> **Exercise**
Report all lines from the entries below in which "ModelError" appears.

> **Exercise data**
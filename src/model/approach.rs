//! Close approach entity

use chrono::NaiveDateTime;
use serde::Deserialize;

use crate::timefmt::{cd_to_datetime, datetime_to_str};

use super::errors::{ModelError, ModelResult};

/// Raw close approach fields as handed over by the loader.
///
/// Field names follow the source JSON `fields` header. Every field may be empty.
#[derive(Debug, Clone, Default, PartialEq, Eq, Deserialize)]
#[serde(default)]
pub struct ApproachRecord {
    /// Designation of the approaching NEO
    pub des: String,
    /// Approach time, `2025-Jan-01 00:00`
    pub cd: String,
    /// Nominal approach distance (au)
    pub dist: String,
    /// Relative velocity (km/s)
    pub v_rel: String,
}

impl ApproachRecord {
    /// Convenience constructor, mostly for tests and fixtures
    pub fn new(des: &str, cd: &str, dist: &str, v_rel: &str) -> Self {
        Self {
            des: des.to_string(),
            cd: cd.to_string(),
            dist: dist.to_string(),
            v_rel: v_rel.to_string(),
        }
    }
}

/// A single close approach to Earth.
///
/// Holds only its own measurements and the designation of the NEO it belongs
/// to. The link to the NEO itself lives in the dataset, see
/// [`crate::index::ApproachRef::neo`].
#[derive(Debug, Clone, PartialEq)]
pub struct CloseApproach {
    designation_ref: String,
    time: Option<NaiveDateTime>,
    distance: f64,
    velocity: f64,
}

impl CloseApproach {
    /// Creates an approach from already-typed values. Unknown measures become NaN.
    pub fn new(
        designation_ref: impl Into<String>,
        time: Option<NaiveDateTime>,
        distance: Option<f64>,
        velocity: Option<f64>,
    ) -> Self {
        Self {
            designation_ref: designation_ref.into(),
            time,
            distance: distance.unwrap_or(f64::NAN),
            velocity: velocity.unwrap_or(f64::NAN),
        }
    }

    /// Normalizes a raw record.
    ///
    /// Empty fields become sentinels; non-empty fields that do not parse are rejected.
    pub fn from_record(record: &ApproachRecord) -> ModelResult<Self> {
        let time = match record.cd.trim() {
            "" => None,
            cd => Some(cd_to_datetime(cd).ok_or_else(|| ModelError::invalid_field("cd", cd))?),
        };
        let distance = parse_measure("dist", &record.dist)?;
        let velocity = parse_measure("v_rel", &record.v_rel)?;

        Ok(Self::new(
            record.des.trim(),
            time,
            Some(distance),
            Some(velocity),
        ))
    }

    /// Designation of the NEO this approach refers to
    pub fn designation_ref(&self) -> &str {
        &self.designation_ref
    }

    /// Approach time (UTC), if known
    pub fn time(&self) -> Option<&NaiveDateTime> {
        self.time.as_ref()
    }

    /// `2025-01-01 00:00`, or empty when the time is unknown
    pub fn time_str(&self) -> String {
        datetime_to_str(self.time.as_ref())
    }

    /// Nominal approach distance in au, NaN if unknown
    pub fn distance(&self) -> f64 {
        self.distance
    }

    /// Relative approach velocity in km/s, NaN if unknown
    pub fn velocity(&self) -> f64 {
        self.velocity
    }
}

/// Parses an optional numeric field; empty maps to NaN.
pub(crate) fn parse_measure(field: &'static str, value: &str) -> ModelResult<f64> {
    let value = value.trim();
    if value.is_empty() {
        return Ok(f64::NAN);
    }
    value
        .parse::<f64>()
        .map_err(|_| ModelError::invalid_field(field, value))
}

#[cfg(test)]
mod tests {
    use super::*;

    #[test]
    fn test_from_record() {
        let ca = CloseApproach::from_record(&ApproachRecord::new(
            "433",
            "2025-Jan-01 00:00",
            "0.15",
            "5.1",
        ))
        .unwrap();
        assert_eq!(ca.designation_ref(), "433");
        assert_eq!(ca.time_str(), "2025-01-01 00:00");
        assert_eq!(ca.distance(), 0.15);
        assert_eq!(ca.velocity(), 5.1);
    }

    #[test]
    fn test_empty_fields_become_sentinels() {
        let ca = CloseApproach::from_record(&ApproachRecord::new("433", "", "", "")).unwrap();
        assert!(ca.time().is_none());
        assert_eq!(ca.time_str(), "");
        assert!(ca.distance().is_nan());
        assert!(ca.velocity().is_nan());
    }

    #[test]
    fn test_bad_time_rejected() {
        let err = CloseApproach::from_record(&ApproachRecord::new("433", "soon", "0.1", "1"))
            .unwrap_err();
        assert_eq!(err.field(), Some("cd"));
    }

    #[test]
    fn test_bad_distance_rejected() {
        let err = CloseApproach::from_record(&ApproachRecord::new("433", "", "far", "1"))
            .unwrap_err();
        assert_eq!(err.field(), Some("dist"));
    }
}
use drupal_entities::{ContentType, Field, Node, NodeError, TextField};

struct Article {
    node: Node,
    body: TextField,
    summary: TextField,
}

impl Article {
    fn new() -> Self {
        Article {
            node: Node::default(),
            body: TextField::new("field_body"),
            summary: TextField::new("field_summary"),
        }
    }
}

impl ContentType for Article {
    fn node(&self) -> &Node {
        &self.node
    }

    fn node_mut(&mut self) -> &mut Node {
        &mut self.node
    }

    fn fields(&self) -> Vec<&dyn Field> {
        vec![&self.body as &dyn Field, &self.summary]
    }

    fn fields_mut(&mut self) -> Vec<&mut dyn Field> {
        vec![&mut self.body as &mut dyn Field, &mut self.summary]
    }
}

fn init_tracing() {
    let _ = tracing_subscriber::fmt().with_test_writer().try_init();
}

const ARTICLE: &str = r#"<?xml version="1.0" encoding="utf-8"?>
<result>
  <nid>77</nid>
  <title>Field guide</title>
  <type>article</type>
  <status>1</status>
  <field_body>
    <und>
      <item>
        <value>Body text</value>
        <safe_value>&lt;p&gt;Body text&lt;/p&gt;</safe_value>
        <format>filtered_html</format>
      </item>
    </und>
  </field_body>
</result>"#;

#[test]
fn article_parses_node_and_fields() {
    init_tracing();
    let mut article = Article::new();
    article.populate_from_xml(ARTICLE).expect("parse article");

    assert_eq!(article.node().nid(), Some(77));
    assert_eq!(article.node().node_type(), Some("article"));
    assert!(article.body.is_set());
    assert_eq!(article.body.safe_value(), Some("<p>Body text</p>"));
    assert!(!article.summary.is_set());
}

#[test]
fn post_payload_only_contains_set_fields() {
    init_tracing();
    let mut article = Article::new();
    article.populate_from_xml(ARTICLE).expect("parse article");
    assert_eq!(
        article.fields_post_xml(),
        "<item><value>Body text</value></item>"
    );

    article.summary.set_value(Some("Short".into()));
    assert_eq!(
        article.fields_post_xml(),
        "<item><value>Body text</value></item><item><value>Short</value></item>"
    );
}

#[test]
fn empty_content_type_posts_nothing() {
    let article = Article::new();
    assert_eq!(article.fields_post_xml(), "");
}

#[test]
fn invalid_document_leaves_fields_untouched() {
    init_tracing();
    let mut article = Article::new();
    article.body.set_value(Some("draft".into()));
    let err = article
        .populate_from_xml("<result><field_body><value>x</value></field_body></result>")
        .unwrap_err();
    assert!(matches!(err, NodeError::InvalidDocument { .. }));
    assert_eq!(article.body.value(), Some("draft"));
}

#[test]
fn lenient_parsing_keeps_identity_with_bad_auxiliary_fields() {
    init_tracing();
    let xml = r#"<result>
  <nid>8</nid>
  <title>Partial</title>
  <type>page</type>
  <status>true</status>
  <translate>2</translate>
  <comment>abc</comment>
  <created></created>
  <language>  </language>
</result>"#;
    let node = Node::from_xml(xml).expect("identity fields present");
    assert_eq!(node.nid(), Some(8));
    assert_eq!(node.status(), None);
    assert_eq!(node.translate(), None);
    assert_eq!(node.comment(), None);
    assert_eq!(node.created(), None);
    assert_eq!(node.language(), None);
}

#[test]
fn invalid_document_error_carries_raw_xml() {
    let err = Node::from_xml("<result></result>").unwrap_err();
    assert_eq!(
        err.to_string(),
        "invalid node XML: <result></result>"
    );
}

#[test]
fn random_identity_values_parse() {
    for _ in 0..64 {
        let nid = fastrand::i64(0..i64::MAX);
        let vid = fastrand::i64(..);
        let status = fastrand::bool();
        let xml = format!(
            "<result><nid>{nid}</nid><vid>{vid}</vid><title>t</title><type>page</type>\
             <status>{}</status></result>",
            u8::from(status)
        );
        let node = Node::from_xml(&xml).expect("parse node");
        assert_eq!(node.nid(), Some(nid));
        assert_eq!(node.vid(), Some(vid));
        assert_eq!(node.status(), Some(status));
    }
}

#[test]
fn deeply_nested_auxiliary_field_does_not_abort() {
    init_tracing();
    let depth = 50_000;
    let xml = format!(
        "<result><nid>1</nid><title>t</title><type>page</type><log>{}entry{}</log></result>",
        "<a>".repeat(depth),
        "</a>".repeat(depth)
    );
    let node = Node::from_xml(&xml).expect("parse node");
    assert_eq!(node.nid(), Some(1));
    assert_eq!(node.log(), Some("entry"));
}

> **Result of the task**
use super::errors::{ModelError, ModelResult};
            cd => Some(cd_to_datetime(cd).ok_or_else(|| ModelError::invalid_field("cd", cd))?),
        .map_err(|_| ModelError::invalid_field(field, value))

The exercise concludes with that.